//! Create / list / destroy on top of the runtime gateway.
//!
//! No session state is kept here. The runtime's container list is the only
//! record of which sessions exist; the allocator's reservation table only
//! covers the window between picking a port and the runtime binding it.

use std::{collections::BTreeMap, sync::Arc, time::Duration};

use scratch_session::{CreatedSession, InvalidTransition, SessionState, SessionView, labels};

use crate::{
    error::SessionError,
    identity,
    port_alloc::{PortAllocator, PortProbe, PortRange, Reservation},
    profile::{Profile, SessionProfile},
    provisioning::ProvisioningTrigger,
    public_url::{PublicUrls, UrlStrategy},
    runtime::{ContainerInfo, ContainerRuntime, ContainerSpec, PortBinding},
};

/// Longest display name accepted, in characters.
pub const MAX_NAME_CHARS: usize = 64;

#[derive(Debug, Clone)]
pub struct SessionConfig {
    pub profile: SessionProfile,
    pub pool: PortRange,
    pub url_strategy: UrlStrategy,
    /// Host path bound read-only at the profile's homepage target.
    pub homepage: Option<String>,
    pub settle_delay: Duration,
    pub provision_delay: Duration,
    pub reservation_ttl: Duration,
    pub stop_timeout: Duration,
}

impl SessionConfig {
    pub fn for_profile(profile: Profile) -> Self {
        let spec = profile.spec();
        Self {
            pool: spec.default_pool,
            profile: spec,
            url_strategy: UrlStrategy::Localhost,
            homepage: None,
            settle_delay: Duration::from_secs(2),
            provision_delay: Duration::from_secs(5),
            reservation_ttl: Duration::from_secs(30),
            stop_timeout: Duration::from_secs(10),
        }
    }
}

#[derive(Clone)]
pub struct SessionManager {
    runtime: Arc<dyn ContainerRuntime>,
    allocator: PortAllocator,
    trigger: ProvisioningTrigger,
    urls: PublicUrls,
    config: Arc<SessionConfig>,
}

impl SessionManager {
    pub fn new(
        config: SessionConfig,
        runtime: Arc<dyn ContainerRuntime>,
        probe: Arc<dyn PortProbe>,
    ) -> Self {
        let allocator = PortAllocator::new(config.pool, probe, config.reservation_ttl);
        let trigger = ProvisioningTrigger::new(runtime.clone(), config.provision_delay);
        let urls = PublicUrls::new(config.url_strategy.clone(), config.pool);
        Self {
            runtime,
            allocator,
            trigger,
            urls,
            config: Arc::new(config),
        }
    }

    pub fn profile(&self) -> Profile {
        self.config.profile.profile
    }

    pub fn pool(&self) -> PortRange {
        self.allocator.range()
    }

    pub fn url_mode(&self) -> &'static str {
        self.urls.strategy().mode_name()
    }

    /// Whether the container runtime answers at all.
    pub async fn ping(&self) -> Result<(), SessionError> {
        Ok(self.runtime.ping().await?)
    }

    pub async fn create(&self, raw_name: &str) -> Result<CreatedSession, SessionError> {
        validate_name(raw_name)?;
        let session_id = identity::normalize(raw_name);
        if !identity::is_normalized(&session_id) {
            return Err(SessionError::InvalidInput(
                "name has no usable characters".to_string(),
            ));
        }

        let mut life = Lifecycle::new(&session_id);
        life.advance(SessionState::Allocating);
        let reservation = match self.allocator.allocate().await {
            Ok(reservation) => reservation,
            Err(exhausted) => {
                let err = SessionError::CapacityExceeded {
                    start: exhausted.start,
                    end: exhausted.end,
                    capacity: self.allocator.range().len(),
                };
                life.fail(&err);
                return Err(err);
            }
        };

        let port = reservation.port;
        let container_name = identity::container_name(&session_id, port);
        let container_id = match self
            .launch(&mut life, raw_name, &session_id, &container_name, &reservation)
            .await
        {
            Ok(id) => id,
            Err(e) => {
                self.allocator.release(&reservation);
                life.fail(&e);
                return Err(e);
            }
        };

        if let Some(script) = self.config.profile.provisioning_script {
            // Detached: the handle is dropped and the outcome only reaches the log.
            drop(
                self.trigger
                    .fire(container_id.clone(), container_name.clone(), script),
            );
        }

        tokio::time::sleep(self.config.settle_delay).await;
        life.advance(SessionState::Ready);

        let url = self.urls.url_for(port);
        tracing::info!(
            session_id = %session_id,
            container = %container_name,
            port,
            url = %url,
            "session ready"
        );
        Ok(CreatedSession {
            name: raw_name.to_string(),
            session_id,
            container_id,
            container_name,
            port,
            url,
        })
    }

    /// Volume, create, start. A container that fails to start is left in
    /// place for an operator to inspect.
    async fn launch(
        &self,
        life: &mut Lifecycle<'_>,
        raw_name: &str,
        session_id: &str,
        container_name: &str,
        reservation: &Reservation,
    ) -> Result<String, SessionError> {
        let profile = &self.config.profile;
        let volume = match profile.volume_mount {
            Some(_) => {
                let volume = identity::volume_name(session_id);
                let mut volume_labels = BTreeMap::new();
                volume_labels.insert(
                    labels::MANAGED_BY.to_string(),
                    labels::MANAGED_BY_VALUE.to_string(),
                );
                volume_labels.insert(labels::SESSION_ID.to_string(), session_id.to_string());
                self.runtime
                    .ensure_volume(&volume, &volume_labels)
                    .await
                    .map_err(SessionError::provisioning("volume"))?;
                Some(volume)
            }
            None => None,
        };

        let spec = self.container_spec(raw_name, session_id, container_name, reservation, volume);
        let container_id = self
            .runtime
            .create_container(&spec)
            .await
            .map_err(SessionError::provisioning("create"))?;

        life.advance(SessionState::Provisioning);
        if let Err(e) = self.runtime.start_container(&container_id).await {
            tracing::warn!(
                container = %container_name,
                container_id = %container_id,
                error = %e,
                "container created but failed to start; left for manual cleanup"
            );
            return Err(SessionError::provisioning("start")(e));
        }
        Ok(container_id)
    }

    fn container_spec(
        &self,
        raw_name: &str,
        session_id: &str,
        container_name: &str,
        reservation: &Reservation,
        volume: Option<String>,
    ) -> ContainerSpec {
        let profile = &self.config.profile;
        let port = reservation.port;

        let mut spec_labels = BTreeMap::new();
        spec_labels.insert(
            labels::MANAGED_BY.to_string(),
            labels::MANAGED_BY_VALUE.to_string(),
        );
        spec_labels.insert(labels::SESSION_ID.to_string(), session_id.to_string());
        spec_labels.insert(labels::DISPLAY_NAME.to_string(), raw_name.to_string());
        spec_labels.insert(labels::PORT.to_string(), port.to_string());
        spec_labels.insert(
            labels::RESERVATION.to_string(),
            reservation.token.clone(),
        );
        spec_labels.insert(
            labels::PROFILE.to_string(),
            profile.profile.as_str().to_string(),
        );
        spec_labels.insert(
            labels::CREATED_AT.to_string(),
            chrono::Utc::now().to_rfc3339(),
        );

        let mut binds = Vec::new();
        if let (Some(volume), Some(mount)) = (&volume, &profile.volume_mount) {
            binds.push(format!("{volume}:{mount}"));
            spec_labels.insert(labels::VOLUME.to_string(), volume.clone());
        }
        if let (Some(host), Some(target)) = (&self.config.homepage, &profile.homepage_target) {
            binds.push(format!("{host}:{target}:ro"));
        }

        ContainerSpec {
            name: container_name.to_string(),
            image: profile.image.clone(),
            env: profile.env.iter().map(|(k, v)| format!("{k}={v}")).collect(),
            labels: spec_labels,
            port_bindings: vec![PortBinding {
                container_port: profile.service_port,
                host_port: port,
            }],
            binds,
            tmpfs: profile.tmpfs.clone(),
            shm_size_bytes: profile.shm_size_bytes,
        }
    }

    /// Running session containers, in runtime order.
    pub async fn list(&self) -> Result<Vec<SessionView>, SessionError> {
        let containers = self
            .runtime
            .list_running(&self.config.profile.image_match)
            .await?;
        Ok(containers.iter().map(|c| self.view(c)).collect())
    }

    fn view(&self, c: &ContainerInfo) -> SessionView {
        let port = c.public_port_for(self.config.profile.service_port);
        let url = port.map(|p| self.urls.url_for(p));
        SessionView {
            id: c.id.clone(),
            name: c.display_name().to_string(),
            session_id: c.label(labels::SESSION_ID).map(str::to_string),
            display_name: c.label(labels::DISPLAY_NAME).map(str::to_string),
            port,
            view_url: url.clone(),
            url,
        }
    }

    /// Stops and removes one session container. The per-user volume is kept.
    pub async fn destroy(&self, id: &str) -> Result<(), SessionError> {
        if id.trim().is_empty() {
            return Err(SessionError::InvalidInput("session id is required".to_string()));
        }
        let what = format!("session {id}");
        let info = self
            .runtime
            .inspect_container(id)
            .await
            .map_err(SessionError::from_lookup(&what))?;
        if !self.is_session(&info) {
            return Err(SessionError::NotFound(what));
        }

        let name = info.display_name().to_string();
        let session_id = info.label(labels::SESSION_ID).unwrap_or(name.as_str()).to_string();
        let mut life = Lifecycle::observed(&session_id);
        life.advance(SessionState::Stopping);

        let result = async {
            self.runtime
                .stop_container(&info.id, self.config.stop_timeout)
                .await
                .map_err(SessionError::from_lookup(&what))?;
            self.runtime
                .remove_container(&info.id, true)
                .await
                .map_err(SessionError::from_lookup(&what))
        }
        .await;
        if let Err(e) = result {
            life.fail(&e);
            return Err(e);
        }
        life.advance(SessionState::Destroyed);

        // Only the reservation this container was created under is dropped;
        // once it has expired the port may already belong to a newer create.
        let port = info.label(labels::PORT).and_then(|p| p.parse::<u16>().ok());
        if let (Some(port), Some(token)) = (port, info.label(labels::RESERVATION)) {
            self.allocator.release_if(port, token);
        }
        tracing::info!(container = %name, port = ?port, "session destroyed");
        Ok(())
    }

    /// Administrative removal of a per-user volume.
    pub async fn remove_volume(&self, name: &str) -> Result<(), SessionError> {
        let valid = name
            .strip_prefix(identity::CONTAINER_PREFIX)
            .is_some_and(identity::is_normalized);
        if !valid {
            return Err(SessionError::InvalidInput(format!(
                "not a session volume name: {name}"
            )));
        }
        let what = format!("volume {name}");
        self.runtime
            .remove_volume(name)
            .await
            .map_err(SessionError::from_lookup(&what))?;
        tracing::info!(volume = %name, "volume removed");
        Ok(())
    }

    fn is_session(&self, info: &ContainerInfo) -> bool {
        info.label(labels::MANAGED_BY) == Some(labels::MANAGED_BY_VALUE)
            || info.image.contains(&self.config.profile.image_match)
    }
}

fn validate_name(raw_name: &str) -> Result<(), SessionError> {
    if raw_name.trim().is_empty() {
        return Err(SessionError::InvalidInput("name is required".to_string()));
    }
    if raw_name.chars().count() > MAX_NAME_CHARS {
        return Err(SessionError::InvalidInput(format!(
            "name is longer than {MAX_NAME_CHARS} characters"
        )));
    }
    Ok(())
}

/// Per-operation view of one session's state machine; only used for logging.
struct Lifecycle<'a> {
    session_id: &'a str,
    state: SessionState,
}

impl<'a> Lifecycle<'a> {
    fn new(session_id: &'a str) -> Self {
        Self {
            session_id,
            state: SessionState::Requested,
        }
    }

    /// A session re-derived from a container the runtime already runs.
    fn observed(session_id: &'a str) -> Self {
        Self {
            session_id,
            state: SessionState::Ready,
        }
    }

    fn advance(&mut self, next: SessionState) {
        if !self.state.can_transition_to(next) {
            let err = InvalidTransition {
                from: self.state,
                to: next,
            };
            tracing::error!(session_id = %self.session_id, error = %err, "lifecycle bug");
            return;
        }
        tracing::debug!(
            session_id = %self.session_id,
            from = %self.state,
            to = %next,
            "session transition"
        );
        self.state = next;
    }

    fn fail(&mut self, err: &SessionError) {
        tracing::warn!(
            session_id = %self.session_id,
            state = %self.state,
            code = err.code(),
            error = %err,
            "session operation failed"
        );
        self.advance(SessionState::Error);
    }
}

**WHAT IS NEEDED:** Word for word, restate the lines of the data above that fall between the line holding "pub async fn ping(&self)" and the line holding "let session_id = identity::normalize(raw_name);", inclusive, and no other lines.

**ANSWER FOR THE TASK:**
    pub async fn ping(&self) -> Result<(), SessionError> {
        Ok(self.runtime.ping().await?)
    }

    pub async fn create(&self, raw_name: &str) -> Result<CreatedSession, SessionError> {
        validate_name(raw_name)?;
        let session_id = identity::normalize(raw_name);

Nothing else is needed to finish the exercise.